Enfim, a questão da Eutanásia, da Distanásia e outras conexas, como o tal ‘testamento vital’, permitiriam escrever um denso livro. Comportam conceitos complexos, doutrinas controversas e requerem uma fortíssima mobilização da opinião pública, uma vez que o matar ou deixar morrer, mesmo a pedido e em circunstâncias de forte sofrimento, não constituem processos de decisão fáceis para a consciência de muitos, mesmo ateus ou agnósticos.

Comments

  1. Talvez... says:

    Lembro o belga que esteve em coma vegetativo durante 7 anos mas que estava consciente. História aqui (inglês):http://news.bbc.co.uk/2/hi/health/8497148.stm

  2. Luis Moreira says:

    Mesmo em termos económicos não é possível manter milhares (milhões) de pessoas artificialmente vivos!

  3. Carlos Fonseca says:

    Talvez, é por situações desse tipo, que considero a ‘eutanásia’ uma área de difícil decisão, tal como a ‘distanásia’. Tenho também presente o caso do belga, cuja história conheço, mas não posso referir-me a todos os casos, no contexto e no espaço de que disponho.
    O tema suscita-me muitas interrogações e poucas certezas. Como, aliás, a muita gente.

  4. maria monteiro says:

    enquanto um terço dos doentes crónicos admite que não compra remédios por falta de dinheiro… outras milhares (milhões) de pessoas podem ser mantidas artificialmente vivas mesmo não tendo dinheiro… que justiça é esta amigos…

    • Luís Moreira says:

      É isso mesmo, maria. mas mesmo em termos económicos não é possível manter as pessoas vivas artificialmente! Já são milhres, mais tarde ou mais cedo vai ser necessário desligar a máquina. Nunca haverá ventiladores para todos!

  5. Carlos Fonseca says:

    Maria, os doentes crónicos, sem dinheiro para medicamentos, podem considerar-se alvo daquilo que se designa por ‘mistanásia’, ou seja, a chamada ‘eutanásia social’. Corresponde a um conceito diferenciado, porque nomeadamente assenta também em razões de ordem social e económica – a falta de poder financeiro para comprar medicamentos é uma delas.
    Todos estes temas se entrecruzam e o aliciante é tentar compreender os fenómenos neles contidos é justamente investigá-los e pereceber as doutrinas e defender ideias.

  6. maria monteiro says:

    enquanto se tenta compreender lá vai havendo a eutanásia social lado a lado com a vida artificial

  7. Talvez... says:

    Luís Moreira :
    É isso mesmo, maria. mas mesmo em termos económicos não é possível manter as pessoas vivas artificialmente! Já são milhres, mais tarde ou mais cedo vai ser necessário desligar a máquina. Nunca haverá ventiladores para todos!

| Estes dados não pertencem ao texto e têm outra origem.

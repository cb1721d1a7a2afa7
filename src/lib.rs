//! vndk-compat - A compatibility engine for Android vendor interfaces
//!
//! This crate decides, under an explicit versioned policy, which symbols a
//! vendor partition references remain usable against a system partition,
//! scores the result, and synthesizes forwarding shims for the breaks that
//! can be bridged.

pub mod core;
pub mod diff;
pub mod linker;
pub mod ops;
pub mod score;
pub mod shim;
pub mod util;

/// Test fixtures for vndk-compat unit tests.
///
/// This module is only available when compiling with `--cfg test` or
/// running tests.
#[cfg(test)]
pub mod test_support;

pub use crate::core::{
    model::ApiModel, plan::CompatPlan, plan::CompatStatus, policy::Policy,
    footprint::VendorFootprint,
};

pub use diff::{classify, DiffEngine};
pub use score::{score, CompatScore};
pub use shim::{generate, generate_batch, ShimRequest};
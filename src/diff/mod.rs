//! Diff engine: classifies every vendor symbol reference against the
//! system API model under a compatibility policy.
//!
//! For each footprint entry the engine resolves the governing policy rule,
//! looks up the version in effect on the system side, and records exactly
//! one finding. Per-symbol problems (`Missing`, `VersionMismatch`,
//! `Incompatible`) are findings, not errors; only malformed policy or
//! structurally invalid data abort a run.

pub mod engine;
pub mod errors;

pub use engine::{classify, DiffEngine};
pub use errors::DiffError;
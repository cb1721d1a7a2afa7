//! Command implementations

pub mod classify;
pub mod linker_config;
pub mod score;
pub mod shim;

use std::path::Path;

use anyhow::{Context, Result};

use vndk_compat::util::config::{global_config_path, load_config, project_config_path, Config};

/// Global config, then project config, then the `--config` file.
pub fn load_effective_config(explicit: Option<&Path>) -> Result<Config> {
    let cwd = std::env::current_dir().context("failed to determine current directory")?;
    let global = global_config_path();
    let mut config = load_config(global.as_deref(), &project_config_path(&cwd));

    if let Some(path) = explicit {
        config.merge(Config::load(path)?);
    }

    Ok(config)
}
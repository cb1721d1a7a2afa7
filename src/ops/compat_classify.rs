//! Implementation of `vndk-compat classify`.

use std::path::PathBuf;

use anyhow::Result;

use crate::core::{CompatPlan, Policy};
use crate::diff::DiffEngine;
use crate::ops::load::{load_footprint, load_model, load_policy, load_policy_for_level, save_plan};

/// Options for the classify command.
#[derive(Debug, Clone, Default)]
pub struct ClassifyOptions {
    /// System API model
    pub model: PathBuf,

    /// Vendor footprint
    pub footprint: PathBuf,

    /// Explicit policy file (overrides `policy_dir`)
    pub policy: Option<PathBuf>,

    /// Directory of `v{N}.policy.{json,toml}` files
    pub policy_dir: Option<PathBuf>,

    /// Where to write the plan (None = don't write)
    pub output: Option<PathBuf>,

    /// Number of classification workers
    pub jobs: Option<usize>,
}

/// Classify a footprint and optionally save the plan.
pub fn classify(opts: &ClassifyOptions) -> Result<CompatPlan> {
    let model = load_model(&opts.model)?;
    let footprint = load_footprint(&opts.footprint)?;

    let policy = match (&opts.policy, &opts.policy_dir) {
        (Some(path), _) => load_policy(path)?,
        (None, Some(dir)) => load_policy_for_level(dir, footprint.api_level)?,
        (None, None) => {
            tracing::warn!("No policy given, classifying without rules");
            Policy::empty()
        }
    };

    let plan = DiffEngine::new(&model, &policy)
        .with_jobs(opts.jobs)
        .classify(&footprint)?;

    if let Some(output) = &opts.output {
        save_plan(output, &plan)?;
        tracing::info!("Wrote plan to {}", output.display());
    }

    Ok(plan)
}
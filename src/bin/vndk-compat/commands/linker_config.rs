//! `vndk-compat linker-config` command

use anyhow::{Context, Result};

use crate::cli::LinkerConfigArgs;
use vndk_compat::ops::{generate_linker_config, LinkerOptions};

pub fn execute(args: LinkerConfigArgs) -> Result<()> {
    let opts = LinkerOptions {
        plan: args.plan,
        base: args.base,
        output: args.output.clone(),
        force: args.force,
    };

    match generate_linker_config(&opts)? {
        Some(config) if args.output.is_none() => {
            let json = serde_json::to_string_pretty(&config)
                .context("failed to serialize linker configuration")?;
            println!("{}", json);
        }
        Some(_) => {}
        None => eprintln!("No finding requires a shim; no linker namespace emitted"),
    }

    Ok(())
}
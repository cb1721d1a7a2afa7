//! `vndk-compat shim` command

use std::path::PathBuf;

use anyhow::{bail, Result};

use crate::cli::ShimArgs;
use vndk_compat::ops::{generate_shims, load_requests, ShimOptions};
use vndk_compat::shim::ShimRequest;
use vndk_compat::util::diagnostic::emit;
use vndk_compat::util::Config;

pub fn execute(args: ShimArgs, config: &Config, color: bool) -> Result<()> {
    let requests = match (&args.requests, &args.library, &args.compat_version) {
        (Some(path), _, _) => load_requests(path)?,
        (None, Some(library), Some(version)) if args.sorted => {
            vec![ShimRequest::unordered(library, version, &args.symbols)]
        }
        (None, Some(library), Some(version)) => {
            vec![ShimRequest::new(library, version, &args.symbols)]
        }
        _ => bail!("either --requests or --library with --compat-version is required"),
    };

    // Output dir: CLI > config > ./shims
    let output_dir = args
        .output_dir
        .or_else(|| config.shim.output_dir.clone())
        .unwrap_or_else(|| PathBuf::from("shims"));

    let report = generate_shims(&ShimOptions {
        model: args.model,
        plan: args.plan,
        requests,
        output_dir,
    })?;

    for path in &report.written {
        println!("{}", path.display());
    }

    for failure in &report.failures {
        emit(&failure.to_diagnostic(), color);
    }

    if !report.is_success() {
        bail!(
            "{} of {} shim requests failed ({} errors)",
            report.failed_requests,
            report.requests,
            report.failures.len()
        );
    }

    Ok(())
}
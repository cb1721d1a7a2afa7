//! Filesystem utilities.

use std::fs;
use std::path::Path;

use anyhow::{bail, Context, Result};
use serde::de::DeserializeOwned;
use serde::Serialize;

/// Ensure a directory exists, creating it if necessary.
pub fn ensure_dir(path: &Path) -> Result<()> {
    if !path.exists() {
        fs::create_dir_all(path)
            .with_context(|| format!("failed to create directory: {}", path.display()))?;
    }
    Ok(())
}

/// Read a file to string, with nice error messages.
pub fn read_to_string(path: &Path) -> Result<String> {
    fs::read_to_string(path).with_context(|| format!("failed to read file: {}", path.display()))
}

/// Write a string to a file, creating parent directories as needed.
pub fn write_string(path: &Path, contents: &str) -> Result<()> {
    if let Some(parent) = path.parent() {
        if !parent.as_os_str().is_empty() {
            ensure_dir(parent)?;
        }
    }
    fs::write(path, contents).with_context(|| format!("failed to write file: {}", path.display()))
}

/// Read a JSON document.
pub fn read_json<T: DeserializeOwned>(path: &Path) -> Result<T> {
    let contents = read_to_string(path)?;
    serde_json::from_str(&contents)
        .with_context(|| format!("failed to parse JSON: {}", path.display()))
}

/// Write a value as pretty-printed JSON with a trailing newline.
pub fn write_json<T: Serialize>(path: &Path, value: &T) -> Result<()> {
    let mut contents = serde_json::to_string_pretty(value)
        .with_context(|| format!("failed to serialize {}", path.display()))?;
    contents.push('\n');
    write_string(path, &contents)
}

/// Read a JSON or TOML document, picking the format from the file extension.
pub fn read_structured<T: DeserializeOwned>(path: &Path) -> Result<T> {
    match path.extension().and_then(|e| e.to_str()) {
        Some("json") => read_json(path),
        Some("toml") => {
            let contents = read_to_string(path)?;
            toml::from_str(&contents)
                .with_context(|| format!("failed to parse TOML: {}", path.display()))
        }
        _ => bail!(
            "unsupported file format: {} (expected .json or .toml)",
            path.display()
        ),
    }
}
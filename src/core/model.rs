//! The system partition's exported API surface.
//!
//! An `ApiModel` is an immutable snapshot scoped to one system API level.
//! A library may export several versions of a name; the version in effect
//! is the highest one not newer than the model's API level.

use std::collections::{BTreeMap, BTreeSet};

use serde::{Deserialize, Serialize};

use crate::core::errors::DataError;
use crate::core::symbol::{ApiLevel, ApiSymbol};
use crate::util::hash::Fingerprint;

/// Wire form of an [`ApiModel`], as written by the model provider.
#[derive(Debug, Clone, Serialize, Deserialize)]
pub struct ApiModelFile {
    pub api_level: ApiLevel,

    /// Libraries the provider scanned, if it declares them
    #[serde(default, skip_serializing_if = "Option::is_none")]
    pub registry: Option<Vec<String>>,

    #[serde(default)]
    pub symbols: Vec<ApiSymbol>,
}

/// Immutable snapshot of the system API surface.
#[derive(Debug, Clone, PartialEq, Eq, Serialize, Deserialize)]
#[serde(try_from = "ApiModelFile", into = "ApiModelFile")]
pub struct ApiModel {
    api_level: ApiLevel,
    registry: Option<BTreeSet<String>>,
    /// library -> name -> versions, ascending
    libraries: BTreeMap<String, BTreeMap<String, Vec<ApiSymbol>>>,
}

impl ApiModel {
    /// Build a model without a library registry.
    pub fn new(
        api_level: ApiLevel,
        symbols: impl IntoIterator<Item = ApiSymbol>,
    ) -> Result<Self, DataError> {
        Self::build(api_level, None, symbols)
    }

    /// Build a model whose footprint references are checked against `registry`.
    pub fn with_registry<S: Into<String>>(
        api_level: ApiLevel,
        registry: impl IntoIterator<Item = S>,
        symbols: impl IntoIterator<Item = ApiSymbol>,
    ) -> Result<Self, DataError> {
        let registry = registry.into_iter().map(Into::into).collect();
        Self::build(api_level, Some(registry), symbols)
    }

    fn build(
        api_level: ApiLevel,
        registry: Option<BTreeSet<String>>,
        symbols: impl IntoIterator<Item = ApiSymbol>,
    ) -> Result<Self, DataError> {
        let mut libraries: BTreeMap<String, BTreeMap<String, Vec<ApiSymbol>>> = BTreeMap::new();

        for symbol in symbols {
            if let Some(registry) = &registry {
                if !registry.contains(&symbol.library) {
                    return Err(DataError::SymbolOutsideRegistry {
                        library: symbol.library,
                        name: symbol.name,
                    });
                }
            }

            let versions = libraries
                .entry(symbol.library.clone())
                .or_default()
                .entry(symbol.name.clone())
                .or_default();

            if versions.iter().any(|v| v.version == symbol.version) {
                return Err(DataError::DuplicateModelEntry {
                    library: symbol.library,
                    name: symbol.name,
                    version: symbol.version,
                });
            }
            versions.push(symbol);
        }

        for names in libraries.values_mut() {
            for versions in names.values_mut() {
                versions.sort_by_key(|s| s.version);
            }
        }

        Ok(ApiModel {
            api_level,
            registry,
            libraries,
        })
    }

    /// The system API level this snapshot was taken at.
    pub fn api_level(&self) -> ApiLevel {
        self.api_level
    }

    /// The declared library registry, if any.
    pub fn registry(&self) -> Option<&BTreeSet<String>> {
        self.registry.as_ref()
    }

    /// Whether `library` may legitimately be referenced by a footprint.
    ///
    /// Without a registry every library counts as registered.
    pub fn is_registered(&self, library: &str) -> bool {
        self.registry
            .as_ref()
            .map_or(true, |registry| registry.contains(library))
    }

    /// All versions of `library:name`, ascending. Empty when absent.
    pub fn versions(&self, library: &str, name: &str) -> &[ApiSymbol] {
        self.libraries
            .get(library)
            .and_then(|names| names.get(name))
            .map(Vec::as_slice)
            .unwrap_or(&[])
    }

    /// Whether `library:name` exists under any version.
    pub fn contains(&self, library: &str, name: &str) -> bool {
        !self.versions(library, name).is_empty()
    }

    /// The highest version of `library:name` not newer than the model's API level.
    pub fn in_effect(&self, library: &str, name: &str) -> Option<&ApiSymbol> {
        self.versions(library, name)
            .iter()
            .rev()
            .find(|s| s.version <= self.api_level)
    }

    /// The newest recorded version of `library:name`, regardless of API level.
    pub fn latest(&self, library: &str, name: &str) -> Option<&ApiSymbol> {
        self.versions(library, name).last()
    }

    /// Every symbol in canonical `(library, name, version)` order.
    pub fn symbols(&self) -> impl Iterator<Item = &ApiSymbol> {
        self.libraries
            .values()
            .flat_map(|names| names.values())
            .flatten()
    }

    /// Number of `(library, name, version)` entries.
    pub fn len(&self) -> usize {
        self.symbols().count()
    }

    pub fn is_empty(&self) -> bool {
        self.libraries.is_empty()
    }

    /// Content fingerprint, stable across runs.
    pub fn fingerprint(&self) -> String {
        let mut fp = Fingerprint::new();
        fp.update_u32(self.api_level);

        match &self.registry {
            Some(registry) => {
                fp.update_opt(Some("registry"));
                for library in registry {
                    fp.update_str(library);
                }
            }
            None => {
                fp.update_opt(None);
            }
        }

        for symbol in self.symbols() {
            fp.update_str(&symbol.library)
                .update_str(&symbol.name)
                .update_u32(symbol.version)
                .update_str(symbol.kind.as_str());
        }

        fp.finish()
    }
}

impl TryFrom<ApiModelFile> for ApiModel {
    type Error = DataError;

    fn try_from(file: ApiModelFile) -> Result<Self, Self::Error> {
        Self::build(
            file.api_level,
            file.registry.map(|r| r.into_iter().collect()),
            file.symbols,
        )
    }
}

impl From<ApiModel> for ApiModelFile {
    fn from(model: ApiModel) -> Self {
        let symbols = model.symbols().cloned().collect();
        ApiModelFile {
            api_level: model.api_level,
            registry: model.registry.map(|r| r.into_iter().collect()),
            symbols,
        }
    }
}
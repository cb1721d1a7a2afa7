//! Scoring system: reduces a plan into an advisory compatibility score.
//!
//! Weights are fixed-point thousandths and sums are plain integer
//! additions, so the total is the same for any reduction grouping. The
//! score never aborts anything; callers decide what a `Fail` means.

use std::collections::BTreeMap;
use std::fmt;

use rayon::prelude::*;
use serde::Serialize;

use crate::core::plan::{CompatPlan, CompatStatus};

/// Default pass threshold.
pub const DEFAULT_THRESHOLD: u32 = 90;

/// Fixed-point scale of status weights (1.0 == 1000).
pub const WEIGHT_SCALE: u64 = 1000;

/// Score at or above which a plan is reported `Degraded` rather than `Unsupported`.
pub const DEGRADED_FLOOR: u32 = 70;

/// Weight of a status, in thousandths.
pub fn weight(status: CompatStatus) -> u64 {
    match status {
        CompatStatus::Compatible | CompatStatus::PolicyExempt => 1000,
        CompatStatus::RequiresShim => 750,
        CompatStatus::VersionMismatch => 250,
        CompatStatus::Missing | CompatStatus::Incompatible => 0,
    }
}

/// Pass/fail against the threshold.
#[derive(Debug, Clone, Copy, PartialEq, Eq, Serialize)]
#[serde(rename_all = "SCREAMING_SNAKE_CASE")]
pub enum ScoreResult {
    Pass,
    Fail,
}

impl fmt::Display for ScoreResult {
    fn fmt(&self, f: &mut fmt::Formatter<'_>) -> fmt::Result {
        match self {
            ScoreResult::Pass => write!(f, "PASS"),
            ScoreResult::Fail => write!(f, "FAIL"),
        }
    }
}

/// Coarse compatibility state published alongside the score.
#[derive(Debug, Clone, Copy, PartialEq, Eq, Serialize)]
#[serde(rename_all = "SCREAMING_SNAKE_CASE")]
pub enum CompatState {
    Full,
    Degraded,
    Unsupported,
}

impl CompatState {
    pub fn from_score(score: u32) -> Self {
        if score >= 100 {
            CompatState::Full
        } else if score >= DEGRADED_FLOOR {
            CompatState::Degraded
        } else {
            CompatState::Unsupported
        }
    }
}

impl fmt::Display for CompatState {
    fn fmt(&self, f: &mut fmt::Formatter<'_>) -> fmt::Result {
        match self {
            CompatState::Full => write!(f, "FULL"),
            CompatState::Degraded => write!(f, "DEGRADED"),
            CompatState::Unsupported => write!(f, "UNSUPPORTED"),
        }
    }
}

/// Aggregate score of a plan.
#[derive(Debug, Clone, PartialEq, Eq, Serialize)]
pub struct CompatScore {
    /// Number of findings scored
    pub total: usize,
    /// Sum of status weights, in thousandths
    pub compatible_weighted_sum: u64,
    /// 0-100
    pub score: u32,
    pub threshold: u32,
    pub result: ScoreResult,
    pub state: CompatState,
}

impl CompatScore {
    pub fn is_pass(&self) -> bool {
        self.result == ScoreResult::Pass
    }

    /// Flat name/value mapping suitable for build properties.
    pub fn properties(&self) -> BTreeMap<&'static str, String> {
        let mut props = BTreeMap::new();
        props.insert("ro.vndk.compat_score", self.score.to_string());
        props.insert("ro.vndk.compat_state", self.state.to_string());
        props.insert("ro.vndk.compat_result", self.result.to_string());
        props.insert("ro.vndk.compat_threshold", self.threshold.to_string());
        props.insert("ro.vndk.compat_total", self.total.to_string());
        props
    }

    /// Render as a `.prop` file, score and state first.
    pub fn to_properties(&self) -> String {
        let props = self.properties();
        let order = [
            "ro.vndk.compat_score",
            "ro.vndk.compat_state",
            "ro.vndk.compat_result",
            "ro.vndk.compat_threshold",
            "ro.vndk.compat_total",
        ];

        order
            .iter()
            .map(|key| format!("{}={}\n", key, props[key]))
            .collect()
    }
}

impl fmt::Display for CompatScore {
    fn fmt(&self, f: &mut fmt::Formatter<'_>) -> fmt::Result {
        write!(
            f,
            "score {}/100 ({}, threshold {}, {} over {} findings)",
            self.score, self.result, self.threshold, self.state, self.total
        )
    }
}

/// Score `plan` against `threshold`.
///
/// `score = round(weighted_sum * 100 / total)`, with an empty plan scoring
/// 100 (vacuously compatible).
pub fn score(plan: &CompatPlan, threshold: u32) -> CompatScore {
    let total = plan.len();
    let weighted_sum: u64 = plan
        .findings()
        .par_iter()
        .map(|finding| weight(finding.status))
        .sum();

    let score = if total == 0 {
        100
    } else {
        let denominator = total as u64 * WEIGHT_SCALE;
        // Round half up in integer arithmetic
        ((weighted_sum * 100 + denominator / 2) / denominator) as u32
    };

    let result = if score >= threshold {
        ScoreResult::Pass
    } else {
        ScoreResult::Fail
    };

    let compat_score = CompatScore {
        total,
        compatible_weighted_sum: weighted_sum,
        score,
        threshold,
        result,
        state: CompatState::from_score(score),
    };

    tracing::info!("Compatibility {}", compat_score);

    compat_score
}

/// Score with the default threshold.
pub fn score_default(plan: &CompatPlan) -> CompatScore {
    score(plan, DEFAULT_THRESHOLD)
}
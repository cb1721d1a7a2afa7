//! The compatibility plan: one finding per footprint entry.

use std::fmt;

use serde::{Deserialize, Serialize};

use crate::core::symbol::{ApiLevel, SymbolRef};

/// Current on-disk plan format.
pub const PLAN_FORMAT_VERSION: u32 = 1;

/// Classification of one footprint entry.
#[derive(Debug, Clone, Copy, PartialEq, Eq, Hash, PartialOrd, Ord, Serialize, Deserialize)]
pub enum CompatStatus {
    Compatible,
    Missing,
    VersionMismatch,
    PolicyExempt,
    RequiresShim,
    Incompatible,
}

impl CompatStatus {
    pub const ALL: [CompatStatus; 6] = [
        CompatStatus::Compatible,
        CompatStatus::Missing,
        CompatStatus::VersionMismatch,
        CompatStatus::PolicyExempt,
        CompatStatus::RequiresShim,
        CompatStatus::Incompatible,
    ];

    pub fn as_str(&self) -> &'static str {
        match self {
            CompatStatus::Compatible => "compatible",
            CompatStatus::Missing => "missing",
            CompatStatus::VersionMismatch => "version-mismatch",
            CompatStatus::PolicyExempt => "policy-exempt",
            CompatStatus::RequiresShim => "requires-shim",
            CompatStatus::Incompatible => "incompatible",
        }
    }
}

impl fmt::Display for CompatStatus {
    fn fmt(&self, f: &mut fmt::Formatter<'_>) -> fmt::Result {
        f.pad(self.as_str())
    }
}

/// The decision for one footprint entry.
#[derive(Debug, Clone, PartialEq, Eq, Serialize, Deserialize)]
pub struct CompatFinding {
    pub symbol_ref: SymbolRef,
    pub consuming_library: String,
    pub status: CompatStatus,
    /// Which branch fired, and under which rule
    pub rationale: String,
    pub matched_rule: Option<String>,
}

/// Number of findings per status.
#[derive(Debug, Clone, Copy, Default, PartialEq, Eq, Serialize)]
pub struct StatusCounts {
    pub compatible: usize,
    pub missing: usize,
    pub version_mismatch: usize,
    pub policy_exempt: usize,
    pub requires_shim: usize,
    pub incompatible: usize,
}

impl StatusCounts {
    pub fn record(&mut self, status: CompatStatus) {
        match status {
            CompatStatus::Compatible => self.compatible += 1,
            CompatStatus::Missing => self.missing += 1,
            CompatStatus::VersionMismatch => self.version_mismatch += 1,
            CompatStatus::PolicyExempt => self.policy_exempt += 1,
            CompatStatus::RequiresShim => self.requires_shim += 1,
            CompatStatus::Incompatible => self.incompatible += 1,
        }
    }

    pub fn get(&self, status: CompatStatus) -> usize {
        match status {
            CompatStatus::Compatible => self.compatible,
            CompatStatus::Missing => self.missing,
            CompatStatus::VersionMismatch => self.version_mismatch,
            CompatStatus::PolicyExempt => self.policy_exempt,
            CompatStatus::RequiresShim => self.requires_shim,
            CompatStatus::Incompatible => self.incompatible,
        }
    }

    pub fn total(&self) -> usize {
        CompatStatus::ALL.iter().map(|s| self.get(*s)).sum()
    }
}

impl fmt::Display for StatusCounts {
    fn fmt(&self, f: &mut fmt::Formatter<'_>) -> fmt::Result {
        let parts: Vec<String> = CompatStatus::ALL
            .iter()
            .map(|s| format!("{} {}", self.get(*s), s))
            .collect();
        f.write_str(&parts.join(", "))
    }
}

/// Ordered findings for one `(vendor, system)` API level pair.
///
/// Produced once per diff run and read-only afterwards.
#[derive(Debug, Clone, PartialEq, Eq, Serialize, Deserialize)]
pub struct CompatPlan {
    format_version: u32,
    vendor_api_level: ApiLevel,
    system_api_level: ApiLevel,
    findings: Vec<CompatFinding>,
}

impl CompatPlan {
    pub fn new(
        vendor_api_level: ApiLevel,
        system_api_level: ApiLevel,
        findings: Vec<CompatFinding>,
    ) -> Self {
        CompatPlan {
            format_version: PLAN_FORMAT_VERSION,
            vendor_api_level,
            system_api_level,
            findings,
        }
    }

    pub fn format_version(&self) -> u32 {
        self.format_version
    }

    /// Whether this build can read the plan.
    pub fn is_compatible(&self) -> bool {
        self.format_version == PLAN_FORMAT_VERSION
    }

    pub fn vendor_api_level(&self) -> ApiLevel {
        self.vendor_api_level
    }

    pub fn system_api_level(&self) -> ApiLevel {
        self.system_api_level
    }

    /// Findings in footprint order.
    pub fn findings(&self) -> &[CompatFinding] {
        &self.findings
    }

    pub fn len(&self) -> usize {
        self.findings.len()
    }

    pub fn is_empty(&self) -> bool {
        self.findings.is_empty()
    }

    /// Findings about `library:name`, in plan order.
    pub fn findings_for<'a>(
        &'a self,
        library: &'a str,
        name: &'a str,
    ) -> impl Iterator<Item = &'a CompatFinding> + 'a {
        self.findings
            .iter()
            .filter(move |f| f.symbol_ref.library == library && f.symbol_ref.name == name)
    }

    /// Findings with the given status, in plan order.
    pub fn with_status(&self, status: CompatStatus) -> impl Iterator<Item = &CompatFinding> {
        self.findings.iter().filter(move |f| f.status == status)
    }

    pub fn counts(&self) -> StatusCounts {
        let mut counts = StatusCounts::default();
        for finding in &self.findings {
            counts.record(finding.status);
        }
        counts
    }
}
//! Shared utilities

pub mod config;
pub mod diagnostic;
pub mod fs;
pub mod hash;

pub use config::Config;
pub use diagnostic::Diagnostic;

    Por esse motivo, também cortaríamos as pensões e as reformas. «Já são milhares, mais tarde ou mais cedo vai ser necessário acabar com as reformas. Nunca haverá dinheiro para todos!»

    • Luís Moreira says:

      Não brinque , olha que isso vai mesmo acontecer. Mas repare, você tem alguma dúvida que todos os dias os médicos, têm que tomar essa decisão? Temos 60 ventiladores e 61 doentes a precisarem. A quem cortam? Ao que tiver menos hipóteses de sobrevivência, todos os dias já se faz isto.

  8. maria monteiro says:

    mas que absurdo ou… talvez… sim

  9. maria monteiro says:

    talvez sim, senhor Talvez … sempre se podem congelar os pensionistas até haver dinheiro para as reformas….

  10. Talvez... says:

    maria monteiro :
    talvez sim, senhor Talvez … sempre se podem congelar os pensionistas até haver dinheiro para as reformas….

    Bem sei que não foi um exemplo muito fausto, mas queria alertar para as consequências da tese economicista.